May 8 Hearing Tr. at 37:15-16; 37:23-38:1; 38:3-16.

Here, the record shows or, at a minimum, supports the inference, that HSBC retained a direct financial interest in the Plaintiff making payments on the Account. HSBC's direct interest, in the form of its right under the Forward Flow Agreement to collect a fee of five percent of the payments received by Arrow more than four months after the Account was transferred, may be viewed as modest as a matter of absolute dollars. On the Plaintiffs account balance of less than $5,000, for example, full payment would have yielded to HSBC a fee of less than $250. But HSBC transferred nearly ten thousand accounts along with the Plaintiffs Account, and if a similar recovery was made on each transferred account—or even on a fraction of those accounts-then the potential recovery, and HSBC's direct financial interest, would be far greater.

Equally important, the record shows or, at a minimum, supports the inference, that HSBC retained an indirect financial interest in the Plaintiff making payments on the Account. HSBC entered into the Forward Flow Agreement, dated May 15, 2002, in order to sell its credit card accounts to Arrow. The Forward Flow Agreement had been in place for almost two and one-half years at the time that HSBC sold the Plaintiffs Account to Arrow, and the record does not suggest that the sales arrangements put in place by the agreement were rescinded or otherwise terminated thereafter. It seems clear that it was in HSBC's financial interest for Arrow to collect on the accounts that it purchased.

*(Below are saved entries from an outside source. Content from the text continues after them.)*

// Copyright 2026 Phillip Cloud
// Licensed under the Apache License, Version 2.0

use anyhow::{Context, Result, anyhow};
use crossterm::event::{self, Event, KeyCode, KeyEvent, KeyModifiers};
use crossterm::terminal::{disable_raw_mode, enable_raw_mode};
use crossterm::{execute, terminal};
use ratatui::Terminal;
use ratatui::backend::CrosstermBackend;
use ratatui::layout::{Constraint, Direction, Layout, Rect};
use ratatui::style::{Color, Modifier, Style};
use ratatui::widgets::{Block, Borders, Cell, Clear, Paragraph, Row, Table, Wrap};
use salesdash_app::{
    AppCommand, AppState, Column, FetchError, FetchOutcome, FetchTicket, FilterField, Focus,
    PageSize, QueryState, ResultPage, SalesRep, SalesRepQuery, SortOrder, TableCommand,
    TableController, TableEvent, TableSummary,
};
use std::io;
use std::sync::mpsc::{self, Receiver, Sender};
use std::thread;
use std::time::Duration;
use time::OffsetDateTime;
use time::macros::format_description;
use tracing::{debug, warn};

const SORT_MARK_ASC: &str = "▲";
const SORT_MARK_DESC: &str = "▼";
const PANEL_MARK_OPEN: &str = "▲";
const PANEL_MARK_CLOSED: &str = "▼";

/// Data access for the dashboard. `spawn_*` may run the work on another thread
/// as long as the result comes back through `tx`.
pub trait AppRuntime {
    fn fetch_sales_reps(&mut self, query: &SalesRepQuery) -> Result<ResultPage, FetchError>;
    fn ask(&mut self, question: &str) -> Result<String>;
    fn source_label(&self) -> String;

    fn spawn_fetch(&mut self, ticket: FetchTicket, tx: Sender<InternalEvent>) -> Result<()> {
        let result = self.fetch_sales_reps(&ticket.query);
        tx.send(InternalEvent::Fetched {
            request_id: ticket.request_id,
            result,
        })
        .map_err(|_| anyhow!("fetch event channel closed"))?;
        Ok(())
    }

    fn spawn_ask(
        &mut self,
        request_id: u64,
        question: &str,
        tx: Sender<InternalEvent>,
    ) -> Result<()> {
        let result = self.ask(question).map_err(|error| error.to_string());
        tx.send(InternalEvent::Answered { request_id, result })
            .map_err(|_| anyhow!("question event channel closed"))?;
        Ok(())
    }
}

#[derive(Debug, Clone, PartialEq)]
pub enum InternalEvent {
    ClearStatus {
        token: u64,
    },
    Fetched {
        request_id: u64,
        result: Result<ResultPage, FetchError>,
    },
    Answered {
        request_id: u64,
        result: Result<String, String>,
    },
}

#[derive(Debug, Clone, PartialEq, Eq, Default)]
struct QuestionUiState {
    input: String,
    answer: Option<String>,
    error: Option<String>,
    last_request_id: u64,
    in_flight: Option<u64>,
}

#[derive(Debug, Clone, Default)]
struct ViewData {
    table: TableController,
    cursor_row: usize,
    cursor_col: usize,
    question: QuestionUiState,
    source: String,
    status_token: u64,
    last_updated: Option<OffsetDateTime>,
}

impl ViewData {
    fn new(page_size: PageSize, source: String) -> Self {
        Self {
            table: TableController::new(page_size),
            source,
            ..Self::default()
        }
    }
}

pub fn run_app<R: AppRuntime>(
    state: &mut AppState,
    runtime: &mut R,
    page_size: PageSize,
) -> Result<()> {
    enable_raw_mode().context("enable raw mode")?;
    let mut stdout = io::stdout();
    execute!(stdout, terminal::EnterAlternateScreen).context("enter alternate screen")?;

    let backend = CrosstermBackend::new(stdout);
    let mut terminal = Terminal::new(backend).context("create terminal")?;

    let mut view_data = ViewData::new(page_size, runtime.source_label());
    let (internal_tx, internal_rx) = mpsc::channel();
    start_view(state, runtime, &mut view_data, &internal_tx);

    let mut result = Ok(());
    loop {
        process_internal_events(state, &mut view_data, &internal_tx, &internal_rx);

        if let Err(error) = terminal.draw(|frame| render(frame, state, &view_data)) {
            result = Err(error).context("draw frame");
            break;
        }

        let has_event = match event::poll(Duration::from_millis(120)).context("poll event") {
            Ok(has_event) => has_event,
            Err(error) => {
                result = Err(error);
                break;
            }
        };
        if has_event {
            match event::read().context("read event") {
                Ok(Event::Key(key)) => {
                    if handle_key_event(state, runtime, &mut view_data, &internal_tx, key) {
                        break;
                    }
                }
                Ok(_) => {}
                Err(error) => {
                    result = Err(error);
                    break;
                }
            }
        }
    }

    disable_raw_mode().context("disable raw mode")?;
    execute!(io::stdout(), terminal::LeaveAlternateScreen).context("leave alternate screen")?;
    result
}

fn start_view<R: AppRuntime>(
    state: &mut AppState,
    runtime: &mut R,
    view_data: &mut ViewData,
    internal_tx: &Sender<InternalEvent>,
) {
    let ticket = view_data.table.mount();
    issue_fetch(state, runtime, view_data, internal_tx, ticket);
}

fn process_internal_events(
    state: &mut AppState,
    view_data: &mut ViewData,
    tx: &Sender<InternalEvent>,
    rx: &Receiver<InternalEvent>,
) {
    while let Ok(event) = rx.try_recv() {
        match event {
            InternalEvent::ClearStatus { token } if token == view_data.status_token => {
                state.dispatch(AppCommand::ClearStatus);
            }
            InternalEvent::ClearStatus { .. } => {}
            InternalEvent::Fetched { request_id, result } => {
                let outcome = view_data.table.complete_fetch(request_id, result);
                report_fetch_outcome(state, view_data, tx, outcome);
            }
            InternalEvent::Answered { request_id, result } => {
                handle_answer(state, view_data, tx, request_id, result);
            }
        }
    }
}

fn issue_fetch<R: AppRuntime>(
    state: &mut AppState,
    runtime: &mut R,
    view_data: &mut ViewData,
    internal_tx: &Sender<InternalEvent>,
    ticket: FetchTicket,
) {
    let request_id = ticket.request_id;
    if let Err(error) = runtime.spawn_fetch(ticket, internal_tx.clone()) {
        warn!(request_id, %error, "could not start fetch");
        let outcome = view_data
            .table
            .complete_fetch(request_id, Err(FetchError::NetworkFailure(error.to_string())));
        report_fetch_outcome(state, view_data, internal_tx, outcome);
    }
}

fn report_fetch_outcome(
    state: &mut AppState,
    view_data: &mut ViewData,
    internal_tx: &Sender<InternalEvent>,
    outcome: FetchOutcome,
) {
    match outcome {
        FetchOutcome::Applied { .. } => {
            view_data.last_updated = Some(OffsetDateTime::now_utc());
            let last = view_data.table.rows().len().saturating_sub(1);
            view_data.cursor_row = view_data.cursor_row.min(last);
        }
        FetchOutcome::Failed { error, .. } => {
            emit_status(
                state,
                view_data,
                internal_tx,
                format!("fetch failed: {error}; press R to retry"),
            );
        }
        FetchOutcome::Discarded { .. } => {}
    }
}

fn handle_answer(
    state: &mut AppState,
    view_data: &mut ViewData,
    internal_tx: &Sender<InternalEvent>,
    request_id: u64,
    result: Result<String, String>,
) {
    if view_data.question.in_flight != Some(request_id) {
        debug!(
            request_id,
            latest = view_data.question.last_request_id,
            "discard stale answer"
        );
        return;
    }
    view_data.question.in_flight = None;

    match result {
        Ok(answer) => {
            view_data.question.answer = Some(answer);
            view_data.question.error = None;
        }
        Err(error) => {
            view_data.question.answer = None;
            view_data.question.error = Some(error.clone());
            emit_status(
                state,
                view_data,
                internal_tx,
                format!("question failed: {error}"),
            );
        }
    }
}

fn schedule_status_clear(internal_tx: &Sender<InternalEvent>, token: u64) {
    let sender = internal_tx.clone();
    thread::spawn(move || {
        thread::sleep(Duration::from_secs(4));
        let _ = sender.send(InternalEvent::ClearStatus { token });
    });
}

fn emit_status(
    state: &mut AppState,
    view_data: &mut ViewData,
    internal_tx: &Sender<InternalEvent>,
    message: impl Into<String>,
) {
    state.dispatch(AppCommand::SetStatus(message.into()));
    view_data.status_token = view_data.status_token.saturating_add(1);
    schedule_status_clear(internal_tx, view_data.status_token);
}

fn handle_key_event<R: AppRuntime>(
    state: &mut AppState,
    runtime: &mut R,
    view_data: &mut ViewData,
    internal_tx: &Sender<InternalEvent>,
    key: KeyEvent,
) -> bool {
    if key.modifiers.contains(KeyModifiers::CONTROL)
        && matches!(key.code, KeyCode::Char('q') | KeyCode::Char('c'))
    {
        return true;
    }

    if state.help_visible {
        if key.code == KeyCode::Esc || key.code == KeyCode::Char('?') {
            state.dispatch(AppCommand::ToggleHelp);
        }
        return false;
    }

    match state.focus {
        Focus::Question => {
            handle_question_key(state, runtime, view_data, internal_tx, key);
            false
        }
        Focus::Filters(field) => {
            handle_filter_key(state, runtime, view_data, internal_tx, field, key);
            false
        }
        Focus::Table => handle_table_key(state, runtime, view_data, internal_tx, key),
    }
}
// Copyright 2026 Phillip Cloud
// Licensed under the Apache License, Version 2.0

use serde::{Deserialize, Serialize};

#[derive(Debug, Clone, Copy, PartialEq, Eq, Hash, Serialize, Deserialize)]
pub enum SortField {
    Id,
    Name,
    Role,
    Region,
}

impl SortField {
    pub const fn as_str(self) -> &'static str {
        match self {
            Self::Id => "id",
            Self::Name => "name",
            Self::Role => "role",
            Self::Region => "region",
        }
    }
}

#[derive(Debug, Clone, Copy, PartialEq, Eq, Hash, Default, Serialize, Deserialize)]
pub enum SortOrder {
    #[default]
    Asc,
    Desc,
}

impl SortOrder {
    pub const fn as_str(self) -> &'static str {
        match self {
            Self::Asc => "asc",
            Self::Desc => "desc",
        }
    }

    pub const fn toggled(self) -> Self {
        match self {
            Self::Asc => Self::Desc,
            Self::Desc => Self::Asc,
        }
    }
}

#[derive(Debug, Clone, Copy, PartialEq, Eq, Hash, Default, Serialize, Deserialize)]
pub enum PageSize {
    One,
    Five,
    #[default]
    Ten,
}

impl PageSize {
    pub const ALL: [Self; 3] = [Self::One, Self::Five, Self::Ten];

    pub const fn get(self) -> u32 {
        match self {
            Self::One => 1,
            Self::Five => 5,
            Self::Ten => 10,
        }
    }

    pub fn from_value(value: u32) -> Option<Self> {
        Self::ALL.into_iter().find(|size| size.get() == value)
    }

    /// The next option in the page size selector, wrapping around.
    pub fn cycled(self) -> Self {
        let index = Self::ALL
            .iter()
            .position(|size| *size == self)
            .unwrap_or(0);
        Self::ALL[(index + 1) % Self::ALL.len()]
    }
}

#[derive(Debug, Clone, Copy, PartialEq, Eq, Hash, Serialize, Deserialize)]
pub enum FilterField {
    Id,
    Name,
    Role,
    Region,
}

impl FilterField {
    pub const ALL: [Self; 4] = [Self::Id, Self::Name, Self::Role, Self::Region];

    pub const fn as_str(self) -> &'static str {
        match self {
            Self::Id => "id",
            Self::Name => "name",
            Self::Role => "role",
            Self::Region => "region",
        }
    }

    pub const fn label(self) -> &'static str {
        match self {
            Self::Id => "ID",
            Self::Name => "Name",
            Self::Role => "Role",
            Self::Region => "Region",
        }
    }
}

/// Per-field filter values. An empty string means "no constraint".
#[derive(Debug, Clone, PartialEq, Eq, Default)]
pub struct Filters {
    id: String,
    name: String,
    role: String,
    region: String,
}

impl Filters {
    pub fn get(&self, field: FilterField) -> &str {
        match field {
            FilterField::Id => &self.id,
            FilterField::Name => &self.name,
            FilterField::Role => &self.role,
            FilterField::Region => &self.region,
        }
    }

    pub fn set(&mut self, field: FilterField, value: impl Into<String>) {
        let slot = match field {
            FilterField::Id => &mut self.id,
            FilterField::Name => &mut self.name,
            FilterField::Role => &mut self.role,
            FilterField::Region => &mut self.region,
        };
        *slot = value.into();
    }

    pub fn is_empty(&self) -> bool {
        FilterField::ALL
            .iter()
            .all(|field| self.get(*field).is_empty())
    }

    pub fn active(&self) -> Vec<(FilterField, String)> {
        FilterField::ALL
            .iter()
            .filter(|field| !self.get(**field).is_empty())
            .map(|field| (*field, self.get(*field).to_owned()))
            .collect()
    }
}

#[derive(Debug, Clone, Copy, PartialEq, Eq, Hash)]
pub enum Column {
    Id,
    Name,
    Role,
    Region,
    Skills,
    Deals,
    Clients,
}

impl Column {
    pub const ALL: [Self; 7] = [
        Self::Id,
        Self::Name,
        Self::Role,
        Self::Region,
        Self::Skills,
        Self::Deals,
        Self::Clients,
    ];

    pub const fn header(self) -> &'static str {
        match self {
            Self::Id => "ID",
            Self::Name => "Name",
            Self::Role => "Role",
            Self::Region => "Region",
            Self::Skills => "Skills",
            Self::Deals => "Deals",
            Self::Clients => "Clients",
        }
    }

    /// `None` for the aggregate count columns, which cannot be sorted.
    pub const fn sort_field(self) -> Option<SortField> {
        match self {
            Self::Id => Some(SortField::Id),
            Self::Name => Some(SortField::Name),
            Self::Role => Some(SortField::Role),
            Self::Region => Some(SortField::Region),
            Self::Skills | Self::Deals | Self::Clients => None,
        }
    }

    pub const fn is_sortable(self) -> bool {
        self.sort_field().is_some()
    }
}

/// Snapshot of everything one outbound request carries.
#[derive(Debug, Clone, PartialEq, Eq)]
pub struct SalesRepQuery {
    pub page: u32,
    pub page_size: PageSize,
    pub sort_field: SortField,
    pub sort_order: SortOrder,
    pub filters: Vec<(FilterField, String)>,
}

impl Default for SalesRepQuery {
    fn default() -> Self {
        QueryState::default().to_query(false)
    }
}

impl SalesRepQuery {
    pub fn filter(&self, field: FilterField) -> Option<&str> {
        self.filters
            .iter()
            .find(|(candidate, _)| *candidate == field)
            .map(|(_, value)| value.as_str())
    }

    pub fn query_pairs(&self) -> Vec<(&'static str, String)> {
        let mut pairs = vec![
            ("page", self.page.to_string()),
            ("page_size", self.page_size.get().to_string()),
            ("sort_by", self.sort_field.as_str().to_owned()),
            ("sort_order", self.sort_order.as_str().to_owned()),
        ];
        pairs.extend(
            self.filters
                .iter()
                .filter(|(_, value)| !value.is_empty())
                .map(|(field, value)| (field.as_str(), value.clone())),
        );
        pairs
    }
}

#[derive(Debug, Clone, PartialEq, Eq)]
pub struct QueryState {
    page: u32,
    page_size: PageSize,
    sort_field: SortField,
    sort_order: SortOrder,
    applied_filters: Filters,
    draft_filters: Filters,
}

impl Default for QueryState {
    fn default() -> Self {
        Self::new(PageSize::default())
    }
}

impl QueryState {
    pub fn new(page_size: PageSize) -> Self {
        Self {
            page: 1,
            page_size,
            sort_field: SortField::Id,
            sort_order: SortOrder::Asc,
            applied_filters: Filters::default(),
            draft_filters: Filters::default(),
        }
    }

    pub const fn page(&self) -> u32 {
        self.page
    }

    pub const fn page_size(&self) -> PageSize {
        self.page_size
    }

    pub const fn sort_field(&self) -> SortField {
        self.sort_field
    }

    pub const fn sort_order(&self) -> SortOrder {
        self.sort_order
    }

    pub const fn applied_filters(&self) -> &Filters {
        &self.applied_filters
    }

    pub const fn draft_filters(&self) -> &Filters {
        &self.draft_filters
    }

    pub fn has_unapplied_draft(&self) -> bool {
        self.draft_filters != self.applied_filters
    }

    // The transitions below return true when page, page size, sort field or
    // sort order actually changed.

    pub fn set_page(&mut self, page: u32) -> bool {
        if page < 1 {
            return false;
        }
        let changed = page != self.page;
        self.page = page;
        changed
    }

    pub fn set_page_size(&mut self, page_size: PageSize) -> bool {
        let changed = page_size != self.page_size || self.page != 1;
        self.page_size = page_size;
        self.page = 1;
        changed
    }

    pub fn set_sort(&mut self, column: Column) -> bool {
        let Some(field) = column.sort_field() else {
            return false;
        };
        if field == self.sort_field {
            self.sort_order = self.sort_order.toggled();
        } else {
            self.sort_field = field;
            self.sort_order = SortOrder::Asc;
        }
        self.page = 1;
        true
    }

    pub fn edit_draft_filter(&mut self, field: FilterField, value: impl Into<String>) {
        self.draft_filters.set(field, value);
    }

    pub fn apply_filters(&mut self) {
        self.applied_filters = self.draft_filters.clone();
        self.page = 1;
    }

    pub fn reset_filters(&mut self) {
        self.draft_filters = Filters::default();
        self.applied_filters = Filters::default();
    }

    /// Snapshot for one request. Applied filters are only carried when
    /// `include_filters` is set, which the controller does for the request
    /// issued by apply. Page, sort and size requests go out unfiltered.
    pub fn to_query(&self, include_filters: bool) -> SalesRepQuery {
        SalesRepQuery {
            page: self.page,
            page_size: self.page_size,
            sort_field: self.sort_field,
            sort_order: self.sort_order,
            filters: if include_filters {
                self.applied_filters.active()
            } else {
                Vec::new()
            },
        }
    }
}
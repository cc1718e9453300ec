// Copyright 2026 Phillip Cloud
// Licensed under the Apache License, Version 2.0

mod config;
mod logging;
mod runtime;

use anyhow::{Context, Result};
use config::Config;
use runtime::{DemoRuntime, HttpRuntime};
use salesdash_app::AppState;
use salesdash_db::Store;
use std::env;
use std::path::{Path, PathBuf};
use tracing::info;

fn main() {
    if let Err(error) = run() {
        eprintln!("{error:#}");
        std::process::exit(1);
    }
}

fn run() -> Result<()> {
    let options = parse_cli_args(env::args().skip(1), Config::default_path()?)?;
    if options.show_help {
        print_help();
        return Ok(());
    }

    if options.print_config_path {
        println!("{}", options.config_path.display());
        return Ok(());
    }

    if options.print_example {
        print!("{}", Config::example_config(&options.config_path));
        return Ok(());
    }

    let config = Config::load(&options.config_path).with_context(|| {
        format!(
            "load config {}; run `salesdash --print-example-config` to generate a template",
            options.config_path.display()
        )
    })?;

    let log_path = logging::init(config.log_level(), config.log_file())?;
    info!(
        config = %options.config_path.display(),
        log = %log_path.display(),
        demo = options.demo,
        "starting salesdash"
    );

    let mut state = AppState::default();
    if options.demo {
        let store = open_demo_store(&config, options.data_file.as_deref())?;
        if options.check_only {
            return Ok(());
        }
        let mut runtime = DemoRuntime::new(&store, "demo data");
        return salesdash_tui::run_app(&mut state, &mut runtime, config.page_size());
    }

    let client = salesdash_api::Client::new(config.base_url(), config.timeout()?).with_context(
        || {
            format!(
                "invalid [api] config in {}; fix base_url/timeout values",
                options.config_path.display()
            )
        },
    )?;
    if options.check_only {
        return client.ping();
    }

    let mut runtime = HttpRuntime::new(client);
    salesdash_tui::run_app(&mut state, &mut runtime, config.page_size())
}

/// Builds the in-memory store behind `--demo`: an explicit data file wins over
/// `[demo].data_file`, and with neither the store is seeded with generated reps.
fn open_demo_store(config: &Config, data_file: Option<&Path>) -> Result<Store> {
    let store = Store::open_memory()?;
    store.bootstrap()?;

    let data_file = data_file
        .map(Path::to_path_buf)
        .or_else(|| config.demo_data_file());
    match data_file {
        Some(path) => {
            store.import_json(&path)?;
        }
        None => {
            store.seed_demo_data(config.demo_seed(), salesdash_db::DEFAULT_DEMO_SIZE)?;
        }
    }
    Ok(store)
}

#[derive(Debug, Clone, PartialEq, Eq)]
struct CliOptions {
    config_path: PathBuf,
    data_file: Option<PathBuf>,
    print_config_path: bool,
    demo: bool,
    print_example: bool,
    check_only: bool,
    show_help: bool,
}

fn parse_cli_args<I, S>(args: I, default_config_path: PathBuf) -> Result<CliOptions>
where
    I: IntoIterator<Item = S>,
    S: AsRef<str>,
{
    let mut options = CliOptions {
        config_path: default_config_path,
        data_file: None,
        print_config_path: false,
        demo: false,
        print_example: false,
        check_only: false,
        show_help: false,
    };

    let mut iter = args.into_iter();
    while let Some(arg) = iter.next() {
        match arg.as_ref() {
            "--config" => {
                let value = iter
                    .next()
                    .ok_or_else(|| anyhow::anyhow!("--config requires a file path"))?;
                options.config_path = PathBuf::from(value.as_ref());
            }
            "--data" => {
                let value = iter
                    .next()
                    .ok_or_else(|| anyhow::anyhow!("--data requires a JSON file path"))?;
                options.data_file = Some(PathBuf::from(value.as_ref()));
                options.demo = true;
            }
            "--print-config-path" => {
                options.print_config_path = true;
            }
            "--print-example-config" => {
                options.print_example = true;
            }
            "--demo" => {
                options.demo = true;
            }
            "--check" => {
                options.check_only = true;
            }
            "--help" | "-h" => {
                options.show_help = true;
            }
            unknown => {
                return Err(anyhow::anyhow!(
                    "unknown argument {unknown:?}; run with --help to see supported options"
                ));
            }
        }
    }

    Ok(options)
}

fn print_help() {
    println!("salesdash: sales rep dashboard");
    println!("  --config <path>          Use a specific config path");
    println!("  --print-config-path      Print resolved config path");
    println!("  --print-example-config   Print a config template");
    println!("  --demo                   Serve generated data from memory instead of the API");
    println!("  --data <json>            Like --demo, loading {{\"salesReps\": [...]}} from a file");
    println!("  --check                  Validate config and reach the data source, then exit");
    println!("  --help                   Show this help");
}

#[cfg(test)]
mod tests {
    use super::{CliOptions, open_demo_store, parse_cli_args};
    use crate::config::Config;
    use anyhow::Result;
    use std::path::PathBuf;

    fn default_options_path() -> PathBuf {
        PathBuf::from("/tmp/salesdash-config.toml")
    }

    #[test]
    fn parse_cli_args_defaults_to_provided_config_path() -> Result<()> {
        let options = parse_cli_args(Vec::<String>::new(), default_options_path())?;
        assert_eq!(
            options,
            CliOptions {
                config_path: default_options_path(),
                data_file: None,
                print_config_path: false,
                demo: false,
                print_example: false,
                check_only: false,
                show_help: false,
            }
        );
        Ok(())
    }

    #[test]
    fn parse_cli_args_sets_config_path_override() -> Result<()> {
        let options = parse_cli_args(
            vec!["--config", "/custom/config.toml"],
            default_options_path(),
        )?;
        assert_eq!(options.config_path, PathBuf::from("/custom/config.toml"));
        Ok(())
    }

    #[test]
    fn parse_cli_args_errors_for_missing_values() {
        let error = parse_cli_args(vec!["--config"], default_options_path())
            .expect_err("missing config value should fail");
        assert!(error.to_string().contains("--config requires a file path"));

        let error = parse_cli_args(vec!["--data"], default_options_path())
            .expect_err("missing data value should fail");
        assert!(error.to_string().contains("--data requires a JSON file path"));
    }

    #[test]
    fn parse_cli_args_errors_for_unknown_argument() {
        let error = parse_cli_args(vec!["--wat"], default_options_path())
            .expect_err("unknown arg should fail");
        let message = error.to_string();
        assert!(message.contains("unknown argument"));
        assert!(message.contains("--help"));
    }

    #[test]
    fn data_flag_implies_demo() -> Result<()> {
        let options = parse_cli_args(vec!["--data", "dummyData.json"], default_options_path())?;
        assert!(options.demo);
        assert_eq!(options.data_file, Some(PathBuf::from("dummyData.json")));
        Ok(())
    }

    #[test]
    fn parse_cli_args_sets_print_and_check_flags() -> Result<()> {
        let options = parse_cli_args(
            vec!["--print-config-path", "--print-example-config", "--check", "-h"],
            default_options_path(),
        )?;
        assert!(options.print_config_path);
        assert!(options.print_example);
        assert!(options.check_only);
        assert!(options.show_help);
        assert!(!options.demo);
        Ok(())
    }

    #[test]
    fn demo_store_is_seeded_without_data_file() -> Result<()> {
        let store = open_demo_store(&Config::default(), None)?;
        assert_eq!(
            store.count_sales_reps()?,
            salesdash_db::DEFAULT_DEMO_SIZE as u64
        );
        Ok(())
    }

    #[test]
    fn demo_store_prefers_data_file_argument() -> Result<()> {
        let temp = tempfile::tempdir()?;
        let path = temp.path().join("dummyData.json");
        std::fs::write(
            &path,
            r#"{"salesReps":[{"id":1,"name":"Alice","role":"AE","region":"Europe","skills":[],"deals":[],"clients":[]}]}"#,
        )?;

        let store = open_demo_store(&Config::default(), Some(&path))?;
        assert_eq!(store.count_sales_reps()?, 1);
        Ok(())
    }

    #[test]
    fn demo_store_reports_missing_data_file() {
        let error = open_demo_store(
            &Config::default(),
            Some(&PathBuf::from("/nonexistent/dummyData.json")),
        )
        .err()
        .expect("missing file should fail");
        assert!(format!("{error:#}").contains("dummyData.json"));
    }
}
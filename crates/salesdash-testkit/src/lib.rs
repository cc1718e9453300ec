// Copyright 2026 Phillip Cloud
// Licensed under the Apache License, Version 2.0

use salesdash_app::ResultPage;

pub use salesdash_db::demo::RepFaker;

/// A page of `count` generated reps reporting the given totals.
pub fn fixture_page(seed: u64, count: usize, total_pages: u32, total_count: u64) -> ResultPage {
    ResultPage {
        rows: RepFaker::new(seed).sales_reps(count),
        total_pages,
        total_count,
    }
}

As noted above, other bankruptcy courts have recently recognized that a failure to update a tradeline to reflect the status of an account may be an intentional—and effective—tool to induce a debtor to make payments on an account. As the court found in In re Torres:

One may reasonably infer that prospective lenders rely on the accuracy of credit reports when deciding whether to extend credit; if the credit reports show an outstanding, overdue debt, prospective lenders will assume that the plaintiffs have fewer resources with which to pay back a new loan. Indeed, the pressure of not getting a new mortgage or having to pay a higher rate because of a credit report's inaccurate characterization of a discharged debt could well exceed the irritation caused by dunning letters, which one who knows his or her rights under Bankruptcy Code section 524(a) may throw in the trash without fear of adverse consequences. It is reasonable to infer that [a creditor] whose business involves making and evaluating credit disclosures, knows this.

In re Torres, 367 B.R. at 485-86. See In re Puller, 2007 WL 1811209 at *7.

The record also shows that the Plaintiff requested information from HSBC about any circumstances where HSBC was found to have violated the automatic stay or discharge injunction, and circumstances where HSBC settled such claims. Aff. in Opp., Interrogatory No. 1. The Plaintiff also requested information on HSBC's system for terminating the collection process and correcting its reporting with the credit reporting agencies, as well as problems that HSBC encountered with identifying accounts as discharged. Aff. in Opp., Interrogatory Nos. 15, 17. HSBC objected to each of these requests and did not respond to them. Id.

For these reasons, and based on the entire record, HSBC has not established that there is no genuine issue of fact as to whether HSBC willfully failed to update or correct its reporting on the status of the Plaintiffs Account after the Plaintiff received her bankruptcy discharge.

Whether HSBC has established there is no genuine' issue of fact as to whether the Plaintiff has suffered damages

In addition to the elements of the Plaintiffs claim described above, the Court must determine whether HSBC has established that there is no genuine issue of fact as to whether the Plaintiff suffered damages as a result of HSBC's alleged violation of the discharge injunction.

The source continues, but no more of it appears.